An Introduction to High-End Water Cooling – Dominick V. Strippoli
Getting into water cooling is like going back to school again – doing tons of research and homework for the best components and being completely satisfied with your grade or your achievement.
In this case, it’s me being extremely satisfied with my personal cooling goals vs. stock air cooling. Before doing tons of research on overclockers.com/forums, asking a lot of questions and reading up on sticky threads, I set a budget in my mind of $400. I understand that there are many kits out there, such as Corsair, Zalman and Thermaltake, that can be had for under $200, but with a sacrifice in performance.
One exception is the Swiftech H20-Apex Kit that offers excellent performance for a decent price (less than $300) but I wanted to do a custom “Do it yourself” system where each component was chosen based on its merits from the many intriguing threads on Internet forums such as overclockers.com/forums and major tech review domains, including Anandtech.com and Tomshardware.com.

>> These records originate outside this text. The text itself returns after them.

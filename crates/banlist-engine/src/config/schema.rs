use serde::Deserialize;
use banlist_core::error::{BanlistError, Result};

#[derive(Debug, Clone, Deserialize)]
#[serde(deny_unknown_fields)]
pub struct BanlistConfig {
    pub version: u32,

    /// Name of the local homeserver; senders on it count as local.
    #[serde(default)]
    pub server_name: String,

    #[serde(default)]
    pub engine: EngineSection,

    #[serde(default)]
    pub message_max_length: MessageMaxLengthSection,
}

impl BanlistConfig {
    pub fn validate(&self) -> Result<()> {
        if self.version != 1 {
            return Err(BanlistError::UnsupportedVersion);
        }

        self.engine.validate()?;
        self.message_max_length.validate()?;

        Ok(())
    }
}

/// What the policy engine enforces and which lists it follows.
///
/// The `block_*` and `ban_lists` spellings from older deployments are
/// accepted as aliases.
#[derive(Debug, Clone, Deserialize)]
#[serde(deny_unknown_fields)]
pub struct EngineSection {
    #[serde(default, alias = "block_messages")]
    pub enforce_messages: bool,

    #[serde(default = "default_true", alias = "block_invites")]
    pub enforce_invites: bool,

    #[serde(default, alias = "block_usernames")]
    pub enforce_usernames: bool,

    #[serde(default, alias = "ban_lists")]
    pub tracked_containers: Vec<String>,

    #[serde(default = "default_refresh_interval_ms")]
    pub refresh_interval_ms: u64,
}

impl Default for EngineSection {
    fn default() -> Self {
        Self {
            enforce_messages: false,
            enforce_invites: true,
            enforce_usernames: false,
            tracked_containers: Vec::new(),
            refresh_interval_ms: default_refresh_interval_ms(),
        }
    }
}

impl EngineSection {
    pub fn validate(&self) -> Result<()> {
        if !(1_000..=86_400_000).contains(&self.refresh_interval_ms) {
            return Err(BanlistError::BadRequest(
                "engine.refresh_interval_ms must be between 1000 and 86400000".into(),
            ));
        }
        if self.tracked_containers.iter().any(|c| c.trim().is_empty()) {
            return Err(BanlistError::BadRequest(
                "engine.tracked_containers must not contain empty ids".into(),
            ));
        }
        Ok(())
    }
}

fn default_true() -> bool {
    true
}
fn default_refresh_interval_ms() -> u64 {
    300_000
}

#[derive(Debug, Clone, Deserialize, Default)]
#[serde(deny_unknown_fields)]
pub struct MessageMaxLengthSection {
    /// Maximum body length in characters. Unset disables the check.
    #[serde(default)]
    pub threshold: Option<usize>,

    /// Rooms the limit applies to; empty means every room.
    #[serde(default)]
    pub rooms: Vec<String>,

    /// Also limit messages from remote senders.
    #[serde(default)]
    pub remote_servers: bool,
}

impl MessageMaxLengthSection {
    pub fn validate(&self) -> Result<()> {
        if self.threshold == Some(0) {
            return Err(BanlistError::BadRequest(
                "message_max_length.threshold must be greater than 0".into(),
            ));
        }
        Ok(())
    }
}
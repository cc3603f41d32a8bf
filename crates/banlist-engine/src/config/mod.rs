//! Engine config loader (strict parsing).

pub mod schema;

use std::fs;

use banlist_core::error::{BanlistError, Result};

pub use schema::{BanlistConfig, EngineSection, MessageMaxLengthSection};

pub fn load_from_file(path: &str) -> Result<BanlistConfig> {
    let s = fs::read_to_string(path)
        .map_err(|e| BanlistError::Internal(format!("read config failed: {e}")))?;
    load_from_str(&s)
}

pub fn load_from_str(s: &str) -> Result<BanlistConfig> {
    let cfg: BanlistConfig = serde_yaml::from_str(s)
        .map_err(|e| BanlistError::BadRequest(format!("invalid yaml: {e}")))?;
    cfg.validate()?;
    Ok(cfg)
}
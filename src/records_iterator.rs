use rust_htslib::bcf::{self, Read};

use crate::error::ParseError;
use crate::variant::VariantRecord;

// htslib reports a broken stream as a failed record on every read; a run this
// long of failures with nothing decoded in between is treated as end of input.
const MAX_CONSECUTIVE_FAILURES: u32 = 1000;

/// Forward-only iterator over the records of an opened VCF. htslib has
/// already read and validated the header when the reader was opened.
pub struct Records {
    reader: bcf::Reader,
    ordinal: u64,
    consecutive_failures: u32,
    done: bool,
}

impl Records {
    pub fn new(reader: bcf::Reader) -> Self {
        Records {
            reader,
            ordinal: 0,
            consecutive_failures: 0,
            done: false,
        }
    }

    pub fn header(&self) -> &bcf::header::HeaderView {
        self.reader.header()
    }
}

impl Iterator for Records {
    type Item = Result<VariantRecord, ParseError>;

    fn next(&mut self) -> Option<Self::Item> {
        if self.done {
            return None;
        }
        let mut record = self.reader.empty_record();
        let result = match self.reader.read(&mut record) {
            None => {
                self.done = true;
                return None;
            }
            Some(result) => result,
        };
        self.ordinal += 1;
        match result {
            Ok(()) => {
                self.consecutive_failures = 0;
                Some(Ok(VariantRecord::new(record)))
            }
            Err(e) => {
                self.consecutive_failures += 1;
                if self.consecutive_failures >= MAX_CONSECUTIVE_FAILURES {
                    self.done = true;
                    return Some(Err(ParseError::new(
                        self.ordinal,
                        format!("stream unreadable after {} failed reads: {}", MAX_CONSECUTIVE_FAILURES, e),
                    )));
                }
                Some(Err(ParseError::new(self.ordinal, e.to_string())))
            }
        }
    }
}
use rust_htslib::bcf::{self, header::TagType, record::Numeric};

/// Value of one INFO entry, typed by the header's declaration.
#[derive(Debug, Clone, PartialEq)]
pub enum AnnotationValue {
    /// Key not set on the record, not declared, or holding a missing value.
    Absent,
    Int(i64),
    Float(f64),
    Str(String),
    Flag,
}

/// One decoded VCF record.
pub struct VariantRecord(bcf::Record);

impl VariantRecord {
    pub fn new(record: bcf::Record) -> Self {
        VariantRecord(record)
    }

    pub fn record(&self) -> &bcf::Record {
        &self.0
    }

    /// Look up INFO/`key`, dispatching on its header type. Multi-valued fields
    /// give their first value. htslib declares keys missing from the header as
    /// `Type=String` when it meets them, and stores a number it cannot parse
    /// as missing, so neither ever comes back as `Int`.
    pub fn info(&self, key: &str) -> AnnotationValue {
        let tag = key.as_bytes();
        let typ = match self.0.header().info_type(tag) {
            Ok((typ, _)) => typ,
            Err(_) => return AnnotationValue::Absent,
        };
        let mut info = self.0.info(tag); /* only need mut for .flag */
        match typ {
            TagType::Integer => match info.integer() {
                Ok(Some(v)) => match v.first() {
                    Some(x) if !x.is_missing() => AnnotationValue::Int(*x as i64),
                    _ => AnnotationValue::Absent,
                },
                _ => AnnotationValue::Absent,
            },
            TagType::Float => match info.float() {
                Ok(Some(v)) => match v.first() {
                    Some(x) if !x.is_missing() => AnnotationValue::Float(*x as f64),
                    _ => AnnotationValue::Absent,
                },
                _ => AnnotationValue::Absent,
            },
            TagType::String => match info.string() {
                Ok(Some(v)) => match v.first() {
                    Some(s) if *s != b"." => {
                        AnnotationValue::Str(String::from_utf8_lossy(s).into_owned())
                    }
                    _ => AnnotationValue::Absent,
                },
                _ => AnnotationValue::Absent,
            },
            TagType::Flag => match info.flag() {
                Ok(true) => AnnotationValue::Flag,
                _ => AnnotationValue::Absent,
            },
        }
    }
}

/// Decode every record of an uncompressed VCF given as text.
#[cfg(test)]
pub(crate) fn records_from_text(text: &str) -> Vec<VariantRecord> {
    use rust_htslib::bcf::Read;

    let dir = tempfile::tempdir().unwrap();
    let path = dir.path().join("test.vcf");
    std::fs::write(&path, text).unwrap();
    let mut reader = bcf::Reader::from_path(&path).unwrap();
    reader
        .records()
        .map(|r| VariantRecord::new(r.expect("error reading record")))
        .collect()
}
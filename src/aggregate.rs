use crate::error::{Error, Result};
use crate::variant::{AnnotationValue, VariantRecord};

/// Integer value of INFO/`key`, or `None` when the record should be skipped.
/// Only an integer-typed value counts; anything else is not an error.
pub fn integer_field(record: &VariantRecord, key: &str) -> Option<i64> {
    match record.info(key) {
        AnnotationValue::Int(v) => Some(v),
        AnnotationValue::Absent
        | AnnotationValue::Float(_)
        | AnnotationValue::Str(_)
        | AnnotationValue::Flag => None,
    }
}

/// Running sum and count of observed values.
#[derive(Debug, Clone, Copy, Default, PartialEq)]
pub struct RunningAggregate {
    sum: f64,
    count: u64,
}

impl RunningAggregate {
    pub fn new() -> Self {
        Self::default()
    }

    #[inline]
    pub fn observe(&mut self, value: i64) {
        self.sum += value as f64;
        self.count += 1;
    }

    pub fn sum(&self) -> f64 {
        self.sum
    }

    pub fn count(&self) -> u64 {
        self.count
    }

    /// The mean of all observed values. With nothing observed the mean is
    /// undefined and this returns [`Error::DivisionUndefined`] naming `field`.
    pub fn finalize(&self, field: &str) -> Result<f64> {
        if self.count == 0 {
            return Err(Error::DivisionUndefined {
                field: field.to_string(),
            });
        }
        Ok(self.sum / self.count as f64)
    }
}

#[cfg(test)]
mod tests {
    use super::*;
    use crate::error::ErrorKind;
    use crate::variant::records_from_text;

    const HEADER: &str = "##fileformat=VCFv4.2\n\
##contig=<ID=chr1,length=10000>\n\
##INFO=<ID=AN,Number=1,Type=Integer,Description=\"Total number of alleles\">\n\
##INFO=<ID=DP,Number=1,Type=Integer,Description=\"Depth\">\n\
##INFO=<ID=AF,Number=A,Type=Float,Description=\"Allele frequency\">\n\
##INFO=<ID=DB,Number=0,Type=Flag,Description=\"dbSNP\">\n\
##INFO=<ID=NOTE,Number=1,Type=String,Description=\"Free text\">\n\
#CHROM\tPOS\tID\tREF\tALT\tQUAL\tFILTER\tINFO\n";

    fn records(infos: &[&str]) -> Vec<VariantRecord> {
        let body: String = infos
            .iter()
            .enumerate()
            .map(|(i, info)| format!("chr1\t{}\t.\tA\tC\t.\t.\t{}\n", i + 1, info))
            .collect();
        records_from_text(&format!("{}{}", HEADER, body))
    }

    #[test]
    fn test_integer_field_only_accepts_int() {
        let recs = records(&["AN=12", "DP=2", "AN=.", "AN=ten", "AF=0.5", "DB", "NOTE=7", "XX=9"]);
        let got: Vec<Option<i64>> = recs.iter().map(|r| integer_field(r, "AN")).collect();
        assert_eq!(got, vec![Some(12), None, None, None, None, None, None, None]);
        assert_eq!(integer_field(&recs[1], "DP"), Some(2));
        assert_eq!(integer_field(&recs[4], "AF"), None);
        assert_eq!(integer_field(&recs[5], "DB"), None);
        assert_eq!(integer_field(&recs[6], "NOTE"), None);
        // undeclared keys are strings to htslib
        assert_eq!(integer_field(&recs[7], "XX"), None);
    }

    #[test]
    fn test_empty_is_division_undefined() {
        let agg = RunningAggregate::new();
        let err = agg.finalize("AN").unwrap_err();
        assert_eq!(err.kind(), ErrorKind::DivisionUndefined);
        assert!(err.to_string().contains("INFO/AN"));
    }

    #[test]
    fn test_mean_matches_oracle() {
        let values: Vec<i64> = (0..1000).map(|i| (i * 7919) % 5003 - 1200).collect();
        let mut agg = RunningAggregate::new();
        for v in &values {
            agg.observe(*v);
        }
        let oracle = values.iter().sum::<i64>() as f64 / values.len() as f64;
        assert_eq!(agg.count(), 1000);
        assert!((agg.finalize("AN").unwrap() - oracle).abs() < 1e-9);
    }

    #[test]
    fn test_skipped_records_do_not_change_aggregate() {
        let recs = records(&["AN=10", "DB", "AN=.", "AN=ten", "XX=1;AN=20"]);
        let mut agg = RunningAggregate::new();
        for v in recs.iter().filter_map(|r| integer_field(r, "AN")) {
            agg.observe(v);
        }
        assert_eq!(agg.count(), 2);
        assert_eq!(agg.sum(), 30.0);
        assert_eq!(format!("{:.3}", agg.finalize("AN").unwrap()), "15.000");
    }
}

First off, let’s check out the preliminary system specs and hardware used in this build. Everything is clocked down to original speed and voltage for the water cooling results so that no information on the testing is skewed.
Preliminary Specs:
- CPU: Athlon X2 4800+
- Video: eVGA 7800GTX w/ACS3
- RAM: Corsair XMS – 2 X 1024MB – 2 Gigabytes
- HDD: Western Digital Caviar 16-250GB SATA2
- Motherboard: Asus A8N-SLI Premium (1009 Bios)
- Power Supply: Aspire 550-Watt Chameleon w/SLI and 24pin ATX
To get a good comparison of stock air cooling and water cooling, I chose to do a before and after benchmark.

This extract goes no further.